Exercise instructions
Please work out the number of lines in the following material that include "Serialize", and reply with only that number.
+++
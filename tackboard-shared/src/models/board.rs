/// Board model and database operations
///
/// Boards belong to an organization and own ordered columns. Deleting
/// a board cascades explicitly in dependency order (tasks, then
/// columns, then the board itself) inside one transaction rather than
/// relying on store-level cascade configuration.
///
/// # Schema
///
/// ```sql
/// CREATE TABLE boards (
///     id UUID PRIMARY KEY DEFAULT gen_random_uuid(),
///     name VARCHAR(255) NOT NULL,
///     slug VARCHAR(255) NOT NULL UNIQUE,
///     description TEXT,
///     organization_id UUID NOT NULL REFERENCES organizations(id) ON DELETE CASCADE,
///     created_at TIMESTAMPTZ NOT NULL DEFAULT NOW(),
///     updated_at TIMESTAMPTZ NOT NULL DEFAULT NOW()
/// );
/// ```

use chrono::{DateTime, Utc};
use serde::{Deserialize, Serialize};
use sqlx::PgPool;
use uuid::Uuid;

/// Kanban board belonging to an organization
#[derive(Debug, Clone, Serialize, Deserialize, sqlx::FromRow)]
#[serde(rename_all = "camelCase")]
pub struct Board {
    /// Unique board ID
    pub id: Uuid,

    /// Display name
    pub name: String,

    /// URL slug, unique across boards
    pub slug: String,

    /// Optional description
    pub description: Option<String>,

    /// Owning organization
    pub organization_id: Uuid,

    /// When the board was created
    pub created_at: DateTime<Utc>,

    /// When the board was last updated
    pub updated_at: DateTime<Utc>,
}

/// Input for creating a new board
#[derive(Debug, Clone, Serialize, Deserialize)]
#[serde(rename_all = "camelCase")]
pub struct CreateBoard {
    /// Display name (the slug is derived from it)
    pub name: String,

    /// Optional description
    pub description: Option<String>,

    /// Owning organization
    pub organization_id: Uuid,
}

/// Input for updating a board
///
/// Only fields present in the request are touched. An outer `Some`
/// with an inner `None` clears a nullable field.
#[derive(Debug, Clone, Default, Serialize, Deserialize)]
#[serde(rename_all = "camelCase")]
pub struct UpdateBoard {
    /// New display name
    pub name: Option<String>,

    /// New description (Some(None) clears it)
    pub description: Option<Option<String>>,
}

impl Board {
    /// Creates a new board
    pub async fn create(pool: &PgPool, data: CreateBoard) -> Result<Self, sqlx::Error> {
        let slug = super::slugify(&data.name);

        let board = sqlx::query_as::<_, Board>(
            r#"
            INSERT INTO boards (name, slug, description, organization_id)
            VALUES ($1, $2, $3, $4)
            RETURNING id, name, slug, description, organization_id,
                      created_at, updated_at
            "#,
        )
        .bind(data.name)
        .bind(slug)
        .bind(data.description)
        .bind(data.organization_id)
        .fetch_one(pool)
        .await?;

        Ok(board)
    }

    /// Finds a board by ID
    pub async fn find_by_id(pool: &PgPool, id: Uuid) -> Result<Option<Self>, sqlx::Error> {
        let board = sqlx::query_as::<_, Board>(
            r#"
            SELECT id, name, slug, description, organization_id,
                   created_at, updated_at
            FROM boards
            WHERE id = $1
            "#,
        )
        .bind(id)
        .fetch_optional(pool)
        .await?;

        Ok(board)
    }

    /// Lists all boards, newest first
    pub async fn list(pool: &PgPool) -> Result<Vec<Self>, sqlx::Error> {
        let boards = sqlx::query_as::<_, Board>(
            r#"
            SELECT id, name, slug, description, organization_id,
                   created_at, updated_at
            FROM boards
            ORDER BY created_at DESC
            "#,
        )
        .fetch_all(pool)
        .await?;

        Ok(boards)
    }

    /// Lists an organization's boards, newest first
    pub async fn list_by_organization(
        pool: &PgPool,
        organization_id: Uuid,
    ) -> Result<Vec<Self>, sqlx::Error> {
        let boards = sqlx::query_as::<_, Board>(
            r#"
            SELECT id, name, slug, description, organization_id,
                   created_at, updated_at
            FROM boards
            WHERE organization_id = $1
            ORDER BY created_at DESC
            "#,
        )
        .bind(organization_id)
        .fetch_all(pool)
        .await?;

        Ok(boards)
    }

    /// Counts an organization's boards
    ///
    /// Used by the boards handler to enforce the organization's
    /// `board_limit` before insertion.
    pub async fn count_by_organization(
        pool: &PgPool,
        organization_id: Uuid,
    ) -> Result<i64, sqlx::Error> {
        let (count,): (i64,) =
            sqlx::query_as("SELECT COUNT(*) FROM boards WHERE organization_id = $1")
                .bind(organization_id)
                .fetch_one(pool)
                .await?;

        Ok(count)
    }

    /// Updates a board's name and/or description
    ///
    /// Only fields present in `data` are written. Returns the updated
    /// board, or None if it doesn't exist.
    pub async fn update(
        pool: &PgPool,
        id: Uuid,
        data: UpdateBoard,
    ) -> Result<Option<Self>, sqlx::Error> {
        // Build the SET clause from the fields that are present. The
        // slug is fixed at creation and never rewritten on rename.
        let mut query = String::from("UPDATE boards SET updated_at = NOW()");
        let mut bind_count = 1;

        if data.name.is_some() {
            bind_count += 1;
            query.push_str(&format!(", name = ${}", bind_count));
        }
        if data.description.is_some() {
            bind_count += 1;
            query.push_str(&format!(", description = ${}", bind_count));
        }

        query.push_str(
            " WHERE id = $1 RETURNING id, name, slug, description, organization_id, created_at, updated_at",
        );

        let mut q = sqlx::query_as::<_, Board>(&query).bind(id);

        if let Some(name) = data.name {
            q = q.bind(name);
        }
        if let Some(description) = data.description {
            q = q.bind(description);
        }

        let board = q.fetch_optional(pool).await?;

        Ok(board)
    }

    /// Deletes a board and everything it contains
    ///
    /// Runs the full cascade in dependency order inside a single
    /// transaction: tasks on the board, then its columns, then the
    /// board row. Returns true if the board existed.
    pub async fn delete_cascade(pool: &PgPool, id: Uuid) -> Result<bool, sqlx::Error> {
        let mut tx = pool.begin().await?;

        sqlx::query("DELETE FROM tasks WHERE board_id = $1")
            .bind(id)
            .execute(&mut *tx)
            .await?;

        sqlx::query("DELETE FROM columns WHERE board_id = $1")
            .bind(id)
            .execute(&mut *tx)
            .await?;

        let result = sqlx::query("DELETE FROM boards WHERE id = $1")
            .bind(id)
            .execute(&mut *tx)
            .await?;

        tx.commit().await?;

        Ok(result.rows_affected() > 0)
    }
}

#[cfg(test)]
mod tests {
    use super::*;

    #[test]
    fn test_update_board_default() {
        let update = UpdateBoard::default();
        assert!(update.name.is_none());
        assert!(update.description.is_none());
    }

    // Integration tests for the delete cascade are in the api crate's
    // tests/ directory.
}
+++
Worked solution
4